(Entries taken from a collection)
□ □ □ □

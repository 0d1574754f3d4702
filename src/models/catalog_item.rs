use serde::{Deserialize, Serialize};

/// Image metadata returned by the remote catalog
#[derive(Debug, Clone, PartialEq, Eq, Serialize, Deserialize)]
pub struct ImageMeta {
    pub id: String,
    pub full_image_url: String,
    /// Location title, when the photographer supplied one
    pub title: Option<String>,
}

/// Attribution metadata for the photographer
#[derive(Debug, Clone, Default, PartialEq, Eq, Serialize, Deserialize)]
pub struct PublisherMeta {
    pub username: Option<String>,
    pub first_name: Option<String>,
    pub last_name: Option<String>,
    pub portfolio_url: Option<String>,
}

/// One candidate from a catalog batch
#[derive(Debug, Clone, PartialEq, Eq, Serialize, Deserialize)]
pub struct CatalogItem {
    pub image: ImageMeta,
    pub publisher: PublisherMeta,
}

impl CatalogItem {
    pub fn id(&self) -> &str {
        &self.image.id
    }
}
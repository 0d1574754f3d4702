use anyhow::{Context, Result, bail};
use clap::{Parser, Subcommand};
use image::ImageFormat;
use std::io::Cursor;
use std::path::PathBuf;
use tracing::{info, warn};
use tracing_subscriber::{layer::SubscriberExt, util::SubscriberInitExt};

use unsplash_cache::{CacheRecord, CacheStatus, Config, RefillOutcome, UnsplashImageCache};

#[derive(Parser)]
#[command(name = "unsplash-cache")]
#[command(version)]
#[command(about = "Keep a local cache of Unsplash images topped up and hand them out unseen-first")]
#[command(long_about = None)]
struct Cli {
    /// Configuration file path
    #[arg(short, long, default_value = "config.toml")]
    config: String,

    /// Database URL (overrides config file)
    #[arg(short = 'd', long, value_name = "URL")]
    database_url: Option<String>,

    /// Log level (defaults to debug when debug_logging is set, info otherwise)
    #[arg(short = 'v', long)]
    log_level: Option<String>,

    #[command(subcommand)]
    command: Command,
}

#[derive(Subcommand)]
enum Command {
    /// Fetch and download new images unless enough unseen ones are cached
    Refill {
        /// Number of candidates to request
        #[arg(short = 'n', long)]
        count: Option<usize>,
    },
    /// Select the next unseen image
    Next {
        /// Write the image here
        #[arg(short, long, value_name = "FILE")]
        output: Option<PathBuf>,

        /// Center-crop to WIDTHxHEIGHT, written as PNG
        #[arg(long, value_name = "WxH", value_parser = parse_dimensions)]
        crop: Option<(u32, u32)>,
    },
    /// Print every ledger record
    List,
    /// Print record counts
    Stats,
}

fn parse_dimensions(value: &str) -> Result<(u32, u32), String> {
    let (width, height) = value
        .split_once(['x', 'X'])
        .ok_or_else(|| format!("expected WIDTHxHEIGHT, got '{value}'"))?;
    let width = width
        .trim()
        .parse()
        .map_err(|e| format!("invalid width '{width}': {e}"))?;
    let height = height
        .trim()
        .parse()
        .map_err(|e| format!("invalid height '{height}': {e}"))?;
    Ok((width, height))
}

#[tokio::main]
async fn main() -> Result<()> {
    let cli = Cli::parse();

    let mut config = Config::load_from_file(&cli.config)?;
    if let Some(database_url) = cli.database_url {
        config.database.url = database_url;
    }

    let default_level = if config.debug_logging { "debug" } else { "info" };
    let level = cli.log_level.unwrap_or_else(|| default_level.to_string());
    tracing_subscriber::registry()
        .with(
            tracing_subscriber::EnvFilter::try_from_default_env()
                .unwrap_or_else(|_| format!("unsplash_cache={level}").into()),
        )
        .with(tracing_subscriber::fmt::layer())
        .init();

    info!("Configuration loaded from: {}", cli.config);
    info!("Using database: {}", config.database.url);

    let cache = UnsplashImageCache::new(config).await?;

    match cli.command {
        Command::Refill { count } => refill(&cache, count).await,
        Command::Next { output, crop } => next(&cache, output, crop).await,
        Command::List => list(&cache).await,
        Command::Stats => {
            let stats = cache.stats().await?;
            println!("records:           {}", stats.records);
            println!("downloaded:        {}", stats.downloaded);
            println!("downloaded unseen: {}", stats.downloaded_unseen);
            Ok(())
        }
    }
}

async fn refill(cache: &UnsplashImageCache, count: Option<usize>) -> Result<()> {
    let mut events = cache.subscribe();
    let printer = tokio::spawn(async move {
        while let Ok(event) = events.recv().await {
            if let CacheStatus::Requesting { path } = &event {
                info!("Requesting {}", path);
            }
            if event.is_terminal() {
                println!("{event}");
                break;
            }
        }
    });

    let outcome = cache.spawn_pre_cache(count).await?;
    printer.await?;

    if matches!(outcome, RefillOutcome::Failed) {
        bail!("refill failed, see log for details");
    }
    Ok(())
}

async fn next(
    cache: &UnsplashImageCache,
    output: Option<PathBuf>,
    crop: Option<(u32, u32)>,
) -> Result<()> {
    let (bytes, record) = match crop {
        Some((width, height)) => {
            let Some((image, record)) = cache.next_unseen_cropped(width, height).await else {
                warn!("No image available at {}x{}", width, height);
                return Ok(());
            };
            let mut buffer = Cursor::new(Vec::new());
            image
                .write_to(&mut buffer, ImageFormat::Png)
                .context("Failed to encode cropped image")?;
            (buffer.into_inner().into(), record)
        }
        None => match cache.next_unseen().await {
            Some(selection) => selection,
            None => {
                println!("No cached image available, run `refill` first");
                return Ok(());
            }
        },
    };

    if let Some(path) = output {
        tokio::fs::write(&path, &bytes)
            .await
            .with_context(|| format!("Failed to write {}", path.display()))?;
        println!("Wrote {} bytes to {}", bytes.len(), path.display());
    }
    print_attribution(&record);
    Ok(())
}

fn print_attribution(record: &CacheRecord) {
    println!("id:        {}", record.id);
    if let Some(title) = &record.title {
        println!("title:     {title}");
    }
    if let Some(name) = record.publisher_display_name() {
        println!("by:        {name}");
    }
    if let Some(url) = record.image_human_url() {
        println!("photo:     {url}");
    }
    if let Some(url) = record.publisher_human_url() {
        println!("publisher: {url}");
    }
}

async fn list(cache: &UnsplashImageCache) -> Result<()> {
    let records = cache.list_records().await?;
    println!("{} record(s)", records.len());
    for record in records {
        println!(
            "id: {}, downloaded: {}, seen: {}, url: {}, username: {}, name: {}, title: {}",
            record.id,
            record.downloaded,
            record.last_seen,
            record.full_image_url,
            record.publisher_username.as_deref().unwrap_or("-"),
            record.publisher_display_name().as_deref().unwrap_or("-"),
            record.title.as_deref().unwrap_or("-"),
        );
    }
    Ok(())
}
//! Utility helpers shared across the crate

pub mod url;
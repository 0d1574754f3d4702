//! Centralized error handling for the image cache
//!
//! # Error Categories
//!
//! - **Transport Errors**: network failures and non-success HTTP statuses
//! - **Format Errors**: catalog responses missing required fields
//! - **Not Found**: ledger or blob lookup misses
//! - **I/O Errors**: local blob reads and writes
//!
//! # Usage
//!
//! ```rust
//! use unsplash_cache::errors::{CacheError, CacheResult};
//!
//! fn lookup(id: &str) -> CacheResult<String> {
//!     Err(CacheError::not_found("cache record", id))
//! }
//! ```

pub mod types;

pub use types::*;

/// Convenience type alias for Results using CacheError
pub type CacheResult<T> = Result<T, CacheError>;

□ □ □ □

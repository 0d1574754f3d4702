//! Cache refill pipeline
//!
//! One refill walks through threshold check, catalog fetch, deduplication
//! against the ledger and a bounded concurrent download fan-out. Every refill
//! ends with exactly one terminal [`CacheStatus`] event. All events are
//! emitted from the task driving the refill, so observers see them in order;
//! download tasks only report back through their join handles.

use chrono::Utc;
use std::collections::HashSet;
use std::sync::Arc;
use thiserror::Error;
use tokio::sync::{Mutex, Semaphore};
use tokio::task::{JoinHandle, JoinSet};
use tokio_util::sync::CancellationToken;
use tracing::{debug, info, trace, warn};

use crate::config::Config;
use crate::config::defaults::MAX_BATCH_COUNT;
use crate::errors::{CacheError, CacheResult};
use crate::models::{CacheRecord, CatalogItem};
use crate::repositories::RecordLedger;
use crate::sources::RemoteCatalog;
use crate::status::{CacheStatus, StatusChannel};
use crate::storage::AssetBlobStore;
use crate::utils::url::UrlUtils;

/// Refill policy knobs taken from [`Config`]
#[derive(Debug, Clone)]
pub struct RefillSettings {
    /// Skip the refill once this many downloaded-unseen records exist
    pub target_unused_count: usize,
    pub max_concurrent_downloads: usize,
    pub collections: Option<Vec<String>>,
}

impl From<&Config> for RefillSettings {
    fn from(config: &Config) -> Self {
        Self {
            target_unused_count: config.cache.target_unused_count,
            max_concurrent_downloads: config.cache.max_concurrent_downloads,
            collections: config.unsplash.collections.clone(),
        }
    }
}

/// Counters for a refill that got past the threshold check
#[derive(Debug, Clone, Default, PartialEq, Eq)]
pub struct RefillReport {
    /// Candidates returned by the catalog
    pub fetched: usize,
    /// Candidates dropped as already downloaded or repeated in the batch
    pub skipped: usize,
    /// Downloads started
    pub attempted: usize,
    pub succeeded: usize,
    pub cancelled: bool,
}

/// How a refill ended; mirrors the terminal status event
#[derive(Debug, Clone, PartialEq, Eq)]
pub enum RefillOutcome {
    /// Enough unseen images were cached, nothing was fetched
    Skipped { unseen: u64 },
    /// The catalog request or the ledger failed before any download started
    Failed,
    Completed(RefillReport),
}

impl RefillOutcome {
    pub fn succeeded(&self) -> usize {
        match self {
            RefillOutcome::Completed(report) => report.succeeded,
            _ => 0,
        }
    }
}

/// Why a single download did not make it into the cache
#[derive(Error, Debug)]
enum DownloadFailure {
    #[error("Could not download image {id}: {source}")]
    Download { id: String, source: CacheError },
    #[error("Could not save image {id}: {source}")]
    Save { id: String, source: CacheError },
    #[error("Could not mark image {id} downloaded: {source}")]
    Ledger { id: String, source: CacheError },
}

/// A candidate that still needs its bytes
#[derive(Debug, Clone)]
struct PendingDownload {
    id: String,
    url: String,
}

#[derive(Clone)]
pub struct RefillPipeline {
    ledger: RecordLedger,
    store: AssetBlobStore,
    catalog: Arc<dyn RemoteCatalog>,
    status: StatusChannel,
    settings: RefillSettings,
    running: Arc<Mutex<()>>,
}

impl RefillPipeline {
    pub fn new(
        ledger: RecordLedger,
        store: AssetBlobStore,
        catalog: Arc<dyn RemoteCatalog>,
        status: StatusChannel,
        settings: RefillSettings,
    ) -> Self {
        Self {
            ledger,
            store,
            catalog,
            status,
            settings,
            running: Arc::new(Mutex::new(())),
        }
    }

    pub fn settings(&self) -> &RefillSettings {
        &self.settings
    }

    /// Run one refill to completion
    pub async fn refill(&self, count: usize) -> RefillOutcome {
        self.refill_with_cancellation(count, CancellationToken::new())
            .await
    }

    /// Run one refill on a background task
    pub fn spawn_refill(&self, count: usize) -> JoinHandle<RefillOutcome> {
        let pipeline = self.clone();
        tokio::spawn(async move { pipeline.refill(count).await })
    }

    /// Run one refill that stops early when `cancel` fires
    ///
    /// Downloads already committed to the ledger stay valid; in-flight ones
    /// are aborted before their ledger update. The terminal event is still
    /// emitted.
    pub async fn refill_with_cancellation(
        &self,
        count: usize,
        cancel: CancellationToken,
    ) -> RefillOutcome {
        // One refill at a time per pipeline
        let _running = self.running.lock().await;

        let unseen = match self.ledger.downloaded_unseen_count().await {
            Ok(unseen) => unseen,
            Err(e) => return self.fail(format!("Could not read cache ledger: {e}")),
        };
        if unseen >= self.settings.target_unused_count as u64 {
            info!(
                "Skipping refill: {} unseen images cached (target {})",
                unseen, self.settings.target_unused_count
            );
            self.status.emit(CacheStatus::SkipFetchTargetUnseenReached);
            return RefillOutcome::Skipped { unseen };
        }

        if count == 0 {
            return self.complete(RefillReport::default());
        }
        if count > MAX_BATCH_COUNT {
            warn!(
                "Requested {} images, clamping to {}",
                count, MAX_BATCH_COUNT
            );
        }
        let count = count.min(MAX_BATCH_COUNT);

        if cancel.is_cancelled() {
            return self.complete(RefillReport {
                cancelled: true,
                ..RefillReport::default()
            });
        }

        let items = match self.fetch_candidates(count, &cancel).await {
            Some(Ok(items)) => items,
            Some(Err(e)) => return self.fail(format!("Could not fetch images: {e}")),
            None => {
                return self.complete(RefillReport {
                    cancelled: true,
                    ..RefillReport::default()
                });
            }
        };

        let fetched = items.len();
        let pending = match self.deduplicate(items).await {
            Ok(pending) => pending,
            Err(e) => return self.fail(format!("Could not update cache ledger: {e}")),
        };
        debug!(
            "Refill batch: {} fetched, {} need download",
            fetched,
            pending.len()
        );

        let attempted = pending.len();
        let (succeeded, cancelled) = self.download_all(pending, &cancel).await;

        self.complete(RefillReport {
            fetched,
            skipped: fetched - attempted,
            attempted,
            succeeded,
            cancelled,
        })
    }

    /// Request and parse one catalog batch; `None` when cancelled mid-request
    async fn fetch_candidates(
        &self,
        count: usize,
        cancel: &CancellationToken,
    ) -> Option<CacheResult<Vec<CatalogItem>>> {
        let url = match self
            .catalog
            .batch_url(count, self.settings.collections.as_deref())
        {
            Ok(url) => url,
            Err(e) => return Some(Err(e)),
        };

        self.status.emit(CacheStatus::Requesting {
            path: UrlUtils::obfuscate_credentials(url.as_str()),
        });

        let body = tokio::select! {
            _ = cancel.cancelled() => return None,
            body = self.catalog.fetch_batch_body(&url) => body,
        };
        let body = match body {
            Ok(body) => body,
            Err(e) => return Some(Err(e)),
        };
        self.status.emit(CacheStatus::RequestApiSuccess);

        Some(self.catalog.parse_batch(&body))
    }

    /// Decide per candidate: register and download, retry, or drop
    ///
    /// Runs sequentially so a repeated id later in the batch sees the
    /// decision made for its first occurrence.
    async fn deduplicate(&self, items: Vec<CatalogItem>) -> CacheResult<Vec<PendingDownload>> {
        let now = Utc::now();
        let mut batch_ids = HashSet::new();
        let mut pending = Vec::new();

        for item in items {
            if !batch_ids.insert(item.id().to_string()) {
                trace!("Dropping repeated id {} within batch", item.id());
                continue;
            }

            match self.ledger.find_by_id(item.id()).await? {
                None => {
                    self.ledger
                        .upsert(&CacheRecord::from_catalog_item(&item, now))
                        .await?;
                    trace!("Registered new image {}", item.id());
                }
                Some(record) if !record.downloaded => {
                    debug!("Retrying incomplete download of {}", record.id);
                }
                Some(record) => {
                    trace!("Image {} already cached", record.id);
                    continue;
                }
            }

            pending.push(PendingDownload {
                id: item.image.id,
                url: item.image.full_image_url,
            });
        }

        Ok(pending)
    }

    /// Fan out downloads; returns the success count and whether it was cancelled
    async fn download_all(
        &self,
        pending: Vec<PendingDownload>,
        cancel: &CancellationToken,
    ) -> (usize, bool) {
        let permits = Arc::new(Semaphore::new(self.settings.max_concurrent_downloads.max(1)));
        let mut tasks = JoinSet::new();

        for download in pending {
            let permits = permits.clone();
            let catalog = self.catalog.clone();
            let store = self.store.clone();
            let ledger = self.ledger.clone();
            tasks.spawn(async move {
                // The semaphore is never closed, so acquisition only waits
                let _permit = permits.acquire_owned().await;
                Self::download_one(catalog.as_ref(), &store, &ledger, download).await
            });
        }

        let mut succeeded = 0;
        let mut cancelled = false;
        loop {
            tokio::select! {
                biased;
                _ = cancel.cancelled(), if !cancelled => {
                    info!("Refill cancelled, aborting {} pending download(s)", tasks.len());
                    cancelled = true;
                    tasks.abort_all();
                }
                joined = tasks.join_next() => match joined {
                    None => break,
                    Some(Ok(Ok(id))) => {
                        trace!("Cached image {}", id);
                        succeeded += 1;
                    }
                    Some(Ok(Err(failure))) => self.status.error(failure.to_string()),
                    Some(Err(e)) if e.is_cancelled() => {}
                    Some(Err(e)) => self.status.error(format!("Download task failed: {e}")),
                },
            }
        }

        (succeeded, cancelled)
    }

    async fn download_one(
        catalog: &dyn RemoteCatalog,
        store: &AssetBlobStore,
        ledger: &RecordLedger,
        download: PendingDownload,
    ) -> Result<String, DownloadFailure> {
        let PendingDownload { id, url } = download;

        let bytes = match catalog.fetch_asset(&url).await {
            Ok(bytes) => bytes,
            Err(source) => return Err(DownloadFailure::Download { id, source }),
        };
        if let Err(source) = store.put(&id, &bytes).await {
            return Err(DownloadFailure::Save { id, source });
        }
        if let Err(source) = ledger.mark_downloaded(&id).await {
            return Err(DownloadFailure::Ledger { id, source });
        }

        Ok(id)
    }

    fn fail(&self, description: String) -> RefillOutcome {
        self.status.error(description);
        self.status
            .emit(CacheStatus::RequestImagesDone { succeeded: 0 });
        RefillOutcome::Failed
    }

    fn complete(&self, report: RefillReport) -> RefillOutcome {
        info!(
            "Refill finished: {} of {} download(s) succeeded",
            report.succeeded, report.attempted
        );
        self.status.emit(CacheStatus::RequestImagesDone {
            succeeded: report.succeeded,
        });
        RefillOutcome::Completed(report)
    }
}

□ □ □ □

→ **Task prompt**
The answer must be every line of the records above that holds the word "CacheRecord".

→ **Response to this exercise**
use unsplash_cache::{CacheRecord, CacheStatus, Config, RefillOutcome, UnsplashImageCache};
fn print_attribution(record: &CacheRecord) {
use crate::models::{CacheRecord, CatalogItem};
                        .upsert(&CacheRecord::from_catalog_item(&item, now))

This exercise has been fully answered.